* **PROBLEM STATEMENT**: Print, in exact form, the lines below from the one containing "pub fn new(restitution: f64)" through the one containing "pub mod core;", and omit all others.

* **INFORMATION**:
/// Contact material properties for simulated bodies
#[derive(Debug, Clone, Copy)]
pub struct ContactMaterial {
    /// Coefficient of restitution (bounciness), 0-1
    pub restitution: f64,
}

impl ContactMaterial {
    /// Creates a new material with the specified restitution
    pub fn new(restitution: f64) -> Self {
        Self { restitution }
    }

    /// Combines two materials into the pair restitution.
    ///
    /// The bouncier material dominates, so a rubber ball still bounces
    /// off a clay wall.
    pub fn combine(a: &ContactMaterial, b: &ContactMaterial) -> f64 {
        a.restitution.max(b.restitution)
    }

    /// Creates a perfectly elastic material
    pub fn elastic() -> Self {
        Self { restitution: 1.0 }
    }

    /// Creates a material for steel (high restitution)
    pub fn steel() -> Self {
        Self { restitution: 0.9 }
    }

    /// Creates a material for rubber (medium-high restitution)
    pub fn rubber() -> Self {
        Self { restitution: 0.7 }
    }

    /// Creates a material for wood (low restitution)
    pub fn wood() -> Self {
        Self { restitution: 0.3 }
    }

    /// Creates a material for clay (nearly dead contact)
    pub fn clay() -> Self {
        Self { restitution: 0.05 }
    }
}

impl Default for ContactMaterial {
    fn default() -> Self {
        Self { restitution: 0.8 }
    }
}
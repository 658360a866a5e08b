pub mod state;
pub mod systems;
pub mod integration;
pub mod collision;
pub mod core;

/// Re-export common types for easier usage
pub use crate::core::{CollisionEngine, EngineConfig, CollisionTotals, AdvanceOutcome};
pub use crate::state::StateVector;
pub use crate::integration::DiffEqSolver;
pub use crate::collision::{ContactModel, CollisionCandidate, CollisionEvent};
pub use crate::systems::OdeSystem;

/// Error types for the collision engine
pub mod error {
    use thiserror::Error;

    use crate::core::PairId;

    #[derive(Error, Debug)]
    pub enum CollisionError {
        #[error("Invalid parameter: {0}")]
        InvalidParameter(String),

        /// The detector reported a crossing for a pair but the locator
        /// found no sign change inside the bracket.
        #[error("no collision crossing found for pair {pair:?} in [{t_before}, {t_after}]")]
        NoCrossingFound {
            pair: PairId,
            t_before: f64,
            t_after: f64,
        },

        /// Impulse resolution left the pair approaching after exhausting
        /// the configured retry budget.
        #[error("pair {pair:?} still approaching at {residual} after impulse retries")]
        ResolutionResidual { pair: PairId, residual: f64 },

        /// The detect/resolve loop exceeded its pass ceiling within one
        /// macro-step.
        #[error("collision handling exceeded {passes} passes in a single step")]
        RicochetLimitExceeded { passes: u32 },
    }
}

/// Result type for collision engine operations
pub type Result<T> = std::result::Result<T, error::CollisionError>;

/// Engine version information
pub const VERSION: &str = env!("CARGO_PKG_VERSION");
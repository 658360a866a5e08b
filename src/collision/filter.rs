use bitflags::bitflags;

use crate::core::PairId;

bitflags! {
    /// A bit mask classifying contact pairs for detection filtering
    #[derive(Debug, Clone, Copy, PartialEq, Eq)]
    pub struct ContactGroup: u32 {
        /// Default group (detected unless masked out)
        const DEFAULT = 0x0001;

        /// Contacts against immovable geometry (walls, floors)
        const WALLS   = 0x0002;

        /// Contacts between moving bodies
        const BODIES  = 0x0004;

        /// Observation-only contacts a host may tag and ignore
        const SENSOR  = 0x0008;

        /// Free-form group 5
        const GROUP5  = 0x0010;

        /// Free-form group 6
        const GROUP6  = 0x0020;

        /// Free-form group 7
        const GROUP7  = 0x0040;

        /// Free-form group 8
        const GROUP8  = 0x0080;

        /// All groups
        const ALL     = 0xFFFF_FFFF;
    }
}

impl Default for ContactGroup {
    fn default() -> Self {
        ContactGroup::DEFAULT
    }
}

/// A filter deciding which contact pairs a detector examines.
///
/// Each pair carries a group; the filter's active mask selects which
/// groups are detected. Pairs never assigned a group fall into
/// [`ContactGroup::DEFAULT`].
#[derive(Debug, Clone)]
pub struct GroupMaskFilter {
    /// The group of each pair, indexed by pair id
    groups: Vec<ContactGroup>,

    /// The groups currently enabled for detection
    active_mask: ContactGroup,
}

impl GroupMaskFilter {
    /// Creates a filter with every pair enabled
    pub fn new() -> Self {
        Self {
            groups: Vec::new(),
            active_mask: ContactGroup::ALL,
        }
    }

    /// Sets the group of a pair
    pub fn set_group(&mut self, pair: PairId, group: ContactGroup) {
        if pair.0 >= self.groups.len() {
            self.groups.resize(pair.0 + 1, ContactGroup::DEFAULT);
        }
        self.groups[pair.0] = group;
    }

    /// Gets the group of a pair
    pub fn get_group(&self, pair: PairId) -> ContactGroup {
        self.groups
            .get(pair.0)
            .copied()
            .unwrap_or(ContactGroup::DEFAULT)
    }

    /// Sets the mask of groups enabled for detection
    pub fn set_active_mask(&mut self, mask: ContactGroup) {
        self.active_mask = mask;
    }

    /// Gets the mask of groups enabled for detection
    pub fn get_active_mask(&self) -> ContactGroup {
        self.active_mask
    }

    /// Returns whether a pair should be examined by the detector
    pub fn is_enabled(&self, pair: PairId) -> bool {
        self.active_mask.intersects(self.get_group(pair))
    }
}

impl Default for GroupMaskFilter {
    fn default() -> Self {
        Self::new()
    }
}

* **WRITTEN SOLUTION**:
    pub fn new(restitution: f64) -> Self {
        Self { restitution }
    }

    /// Combines two materials into the pair restitution.
    ///
    /// The bouncier material dominates, so a rubber ball still bounces
    /// off a clay wall.
    pub fn combine(a: &ContactMaterial, b: &ContactMaterial) -> f64 {
        a.restitution.max(b.restitution)
    }

    /// Creates a perfectly elastic material
    pub fn elastic() -> Self {
        Self { restitution: 1.0 }
    }

    /// Creates a material for steel (high restitution)
    pub fn steel() -> Self {
        Self { restitution: 0.9 }
    }

    /// Creates a material for rubber (medium-high restitution)
    pub fn rubber() -> Self {
        Self { restitution: 0.7 }
    }

    /// Creates a material for wood (low restitution)
    pub fn wood() -> Self {
        Self { restitution: 0.3 }
    }

    /// Creates a material for clay (nearly dead contact)
    pub fn clay() -> Self {
        Self { restitution: 0.05 }
    }
}

impl Default for ContactMaterial {
    fn default() -> Self {
        Self { restitution: 0.8 }
    }
}
repository 658360a866a5e08b
pub mod state;
pub mod systems;
pub mod integration;
pub mod collision;
pub mod core;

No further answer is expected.